The controversies and broader reform agenda

Australia’s complex welfare payment system was the subject of a review, A New System for Better Employment and Social Outcomes (McClure Review). Released in February 2015, the Final Report proposed a new architecture for income support with a greater focus on employment. Income management is a part of a broader welfare reform project as it seeks to achieve behavioural change through a payment mechanism in conjunction with a range of support services.

Income management is controversial because icommentators point out time and again that it doesn't work. It is also controversial in that its approach is based on a deficit framework that pathologises poverty; that not only says the roots and causes cause of poverty lay in the individual, but also pathologises specific behaviour (alcohol and gambling addiction, lack of financial management skills) as contributing to impoverished conditions. This approach does not consider factors such as lack of income, and the structural and social forces that shape and influence poverty.

Indigenous Australians, who so far make up the bulk of people placed on income management, have been subjected to waves of government policies and control since first contact. Income management, with its genesis in the Intervention and requiring the suspension of the Racial Discrimination Act 1975, is controversial for its blatant (and near blanket) application to Indigenous Australians. This was yet another wave of government policy that continues to control, regulate, and contain Indigenous Australians.

The worrying aspects of the cashless debit card lie in the fact that it is compulsory and works on the basis of one-size-fits-all, despite findings from the NT Report that these assumptions are not supported by the evidence. However, it is also noted that the Ceduna trial comes with a support structure that includes additional support services and operational support aimed at smoothing the transition to the new system. Additionally, the trial was co-designed over a twelve-month period, although not without its own controversies.

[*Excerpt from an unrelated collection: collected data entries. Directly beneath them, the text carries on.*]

#[tokio::test]
async fn test_stream_index_gap_is_an_error() -> Result<()> {
    // ---
    let h = Harness::new();
    let caller = h.backend(h.config("caller"));
    let worker = h.backend(h.config("worker"));

    let pusher = worker.clone();
    worker
        .consume_tasks(["gappy"], move |task: TaskInstance| {
            let pusher = pusher.clone();
            async move {
                for i in [0, 2] {
                    let result = TaskResult::ok(json!(i)).with_idx("s", i);
                    pusher.push_task_result(&task, &result).await.unwrap();
                }
            }
        })
        .await?;

    let mut task = TaskInstance::new("gappy", "gappy");
    task.streaming = true;
    caller.send_task(&mut task).await?;

    let mut results = caller.pop_task_result(&task)?;
    assert_eq!(results.next().await.unwrap()?.res, Some(json!(0)));
    let err = results.next().await.unwrap().unwrap_err();
    assert!(matches!(
        err,
        BackendError::UnexpectedIndex {
            expected: 1,
            got: 2,
            ..
        }
    ));
    assert!(results.next().await.is_none(), "stream ends after an error");

    worker.close().await?;
    caller.close().await
}

#[tokio::test]
async fn test_stream_expires_when_results_stop() -> Result<()> {
    // ---
    let h = Harness::new();
    let caller = h.backend(h.config("caller"));
    let worker = h.backend(h.config("worker"));

    let pusher = worker.clone();
    worker
        .consume_tasks(["slow"], move |task: TaskInstance| {
            let pusher = pusher.clone();
            async move {
                let first = TaskResult::ok(json!("first")).with_idx("s", 0);
                pusher.push_task_result(&task, &first).await.unwrap();
            }
        })
        .await?;

    let mut task = TaskInstance::new("slow", "slow");
    task.streaming = true;
    task.data.result_ttl = Some(Duration::from_millis(200));
    caller.send_task(&mut task).await?;

    let mut results = caller.pop_task_result(&task)?;
    assert_eq!(results.next().await.unwrap()?.res, Some(json!("first")));

    let next = tokio::time::timeout(Duration::from_secs(2), results.next())
        .await
        .expect("expiry wakes the reader");
    assert!(matches!(next, Some(Err(BackendError::ResultExpired(_)))));

    worker.close().await?;
    caller.close().await
}

#[tokio::test]
async fn test_result_not_requested() -> Result<()> {
    // ---
    let h = Harness::new();
    let backend = h.backend(h.config("fire-and-forget"));

    let mut task = TaskInstance::new("noop", "ff");
    task.data.result_return = false;
    backend.send_task(&mut task).await?;

    let err = backend.pop_task_result(&task).unwrap_err();
    assert!(matches!(err, BackendError::ResultNotRequested(id) if id == task.task_id()));
    backend.close().await
}

#[tokio::test]
async fn test_graph_task_rejects_direct_reply_to() -> Result<()> {
    // ---
    let h = Harness::new();
    let backend = h.backend(
        h.config("graph")
            .with_results_queue_mode(ResultQueueMode::DirectReplyTo),
    );

    let mut task = TaskInstance::new("node", "graphs");
    task.data.extra.insert("graph:id".into(), json!("g1"));

    let err = backend.send_task(&mut task).await.unwrap_err();
    assert!(matches!(err, BackendError::GraphUnsupported(_)));
    assert_eq!(h.broker.stats().connect_attempts, 0, "rejected before any I/O");
    backend.close().await
}

#[tokio::test]
async fn test_ack_before_handler_by_default() -> Result<()> {
    // ---
    let h = Harness::new();
    let backend = h.backend(h.config("early"));
    let release = Arc::new(Notify::new());
    let (started_tx, mut started) = mpsc::unbounded_channel();

    let gate = release.clone();
    backend
        .consume_tasks(["early"], move |_task: TaskInstance| {
            let gate = gate.clone();
            let started_tx = started_tx.clone();
            async move {
                started_tx.send(()).unwrap();
                gate.notified().await;
            }
        })
        .await?;

    let mut task = TaskInstance::new("block", "early");
    task.data.result_return = false;
    backend.send_task(&mut task).await?;

    started.recv().await.unwrap();
    assert_eq!(h.broker.stats().acks, 1, "acked before the handler ran");

    release.notify_one();
    backend.close().await
}

#[tokio::test]
async fn test_ack_late_waits_for_handler() -> Result<()> {
    // ---
    let h = Harness::new();
    let backend = h.backend(h.config("late"));
    let release = Arc::new(Notify::new());
    let (started_tx, mut started) = mpsc::unbounded_channel();

    let gate = release.clone();
    backend
        .consume_tasks(["late"], move |_task: TaskInstance| {
            let gate = gate.clone();
            let started_tx = started_tx.clone();
            async move {
                started_tx.send(()).unwrap();
                gate.notified().await;
            }
        })
        .await?;

    let mut task = TaskInstance::new("block", "late");
    task.data.result_return = false;
    task.data.ack_late = true;
    backend.send_task(&mut task).await?;

    started.recv().await.unwrap();
    tokio::time::sleep(Duration::from_millis(50)).await;
    assert_eq!(h.broker.stats().acks, 0, "not acked while the handler runs");

    release.notify_one();
    eventually("late ack", || h.broker.stats().acks == 1).await;
    backend.close().await
}

#[tokio::test]
async fn test_panicking_handler_still_acks() -> Result<()> {
    // ---
    let h = Harness::new();
    let backend = h.backend(h.config("panicky"));

    backend
        .consume_tasks(["panicky"], |_task: TaskInstance| async move {
            panic!("handler blew up");
        })
        .await?;

    let mut task = TaskInstance::new("boom", "panicky");
    task.data.result_return = false;
    task.data.ack_late = true;
    backend.send_task(&mut task).await?;

    eventually("ack after panic", || h.broker.stats().acks == 1).await;
    assert_eq!(h.broker.queue_len("panicky"), 0);
    backend.close().await
}

#[tokio::test]
async fn test_pool_size_bounds_handlers() -> Result<()> {
    // ---
    let h = Harness::new();
    let backend = h.backend(
        h.config("pool")
            .with_pool_size(1)
            .with_tasks_prefetch_count(10),
    );
    let running = Arc::new(AtomicUsize::new(0));
    let peak = Arc::new(AtomicUsize::new(0));
    let done = Arc::new(AtomicUsize::new(0));

    let (r, p, d) = (running.clone(), peak.clone(), done.clone());
    backend
        .consume_tasks(["pool"], move |_task: TaskInstance| {
            let (r, p, d) = (r.clone(), p.clone(), d.clone());
            async move {
                let now = r.fetch_add(1, Ordering::SeqCst) + 1;
                p.fetch_max(now, Ordering::SeqCst);
                tokio::time::sleep(Duration::from_millis(20)).await;
                r.fetch_sub(1, Ordering::SeqCst);
                d.fetch_add(1, Ordering::SeqCst);
            }
        })
        .await?;

    for _ in 0..4 {
        let mut task = TaskInstance::new("work", "pool");
        task.data.result_return = false;
        backend.send_task(&mut task).await?;
    }

    eventually("all tasks", || done.load(Ordering::SeqCst) == 4).await;
    assert_eq!(peak.load(Ordering::SeqCst), 1);
    backend.close().await
}

#[tokio::test]
async fn test_consumers_resubscribe_after_connection_loss() -> Result<()> {
    // ---
    let h = Harness::new();
    let backend = h.backend(h.config("resub"));
    let (tx, mut rx) = mpsc::unbounded_channel();

    backend
        .consume_tasks(["q1", "q2", "q3"], move |task: TaskInstance| {
            let tx = tx.clone();
            async move {
                tx.send(task.task_name).unwrap();
            }
        })
        .await?;
    backend.stop_consume_tasks(Some(&["q3".to_string()])).await?;
    assert_eq!(h.broker.consumer_count("q1"), 1);
    assert_eq!(h.broker.consumer_count("q2"), 1);
    assert_eq!(h.broker.consumer_count("q3"), 0);

    h.broker.disconnect_all();
    eventually("reconnect", || h.broker.stats().connects == 2).await;
    eventually("resubscribe q1", || h.broker.consumer_count("q1") == 1).await;
    eventually("resubscribe q2", || h.broker.consumer_count("q2") == 1).await;
    tokio::time::sleep(Duration::from_millis(50)).await;
    assert_eq!(h.broker.consumer_count("q3"), 0, "stopped queue stays stopped");

    for queue in ["q1", "q2"] {
        let mut task = TaskInstance::new(format!("after-loss-{queue}"), queue);
        task.data.result_return = false;
        backend.send_task(&mut task).await?;
        assert_eq!(rx.recv().await, Some(format!("after-loss-{queue}")));
    }

    backend.close().await
}

#[tokio::test]
async fn test_separate_result_survives_connection_loss() -> Result<()> {
    // ---
    let h = Harness::new();
    let caller = h.backend(
        h.config("caller")
            .with_results_queue_mode(ResultQueueMode::Separate),
    );
    let worker = h.backend(h.config("worker"));

    let mut task = TaskInstance::new("slow", "sep-loss");
    caller.send_task(&mut task).await?;
    let result_queue = format!("taskq.result.{}", task.task_id());

    let mut results = caller.pop_task_result(&task)?;
    let waiting = tokio::spawn(async move { results.next().await });
    eventually("result consumer", || h.broker.consumer_count(&result_queue) == 1).await;

    h.broker.disconnect_all();
    eventually("reconnect", || h.broker.stats().connects == 2).await;
    eventually("result consumer reopened", || {
        h.broker.consumer_count(&result_queue) == 1
    })
    .await;

    worker
        .push_task_result(&task, &TaskResult::ok(json!("late")))
        .await?;
    let result = tokio::time::timeout(Duration::from_secs(2), waiting)
        .await
        .expect("result after reconnect")
        .unwrap();
    assert_eq!(result.unwrap()?.res, Some(json!("late")));
    eventually("result queue deleted", || !h.broker.queue_exists(&result_queue)).await;

    worker.close().await?;
    caller.close().await
}

#[tokio::test]
async fn test_concurrent_waiters_share_results() -> Result<()> {
    // ---
    let h = Harness::new();
    let caller = h.backend(h.config("caller"));
    let worker = h.backend(h.config("worker"));
    echo_worker(&worker, "shared").await?;

    let mut task = TaskInstance::new("echo", "shared").with_args(json!("both"));
    caller.send_task(&mut task).await?;

    let mut a = caller.pop_task_result(&task)?;
    let mut b = caller.pop_task_result(&task)?;
    let (a, b) = tokio::time::timeout(Duration::from_secs(2), async {
        tokio::join!(a.next(), b.next())
    })
    .await
    .expect("both waiters receive the result");

    assert_eq!(a.unwrap()?.res, Some(json!({ "echo": "both" })));
    assert_eq!(b.unwrap()?.res, Some(json!({ "echo": "both" })));

    worker.close().await?;
    caller.close().await
}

Ultimately, in a social policy environment focused on achieving outcomes and evidence-based interventions, income management -and now the cashless debit card- raises important questions about the relationship between evidence and social policy. 

The issues that income management seeks to tackle are complex social problems that are structural, historical and systemic in nature. It remains to be seen where this trial leads to, whether contextual or other limitations constrain further scaling, or whether it is considered an effective mechanism to deliver behavioural change. It might well be that in our eagerness to pathologise poverty, we risk treating the symptom rather than its causes.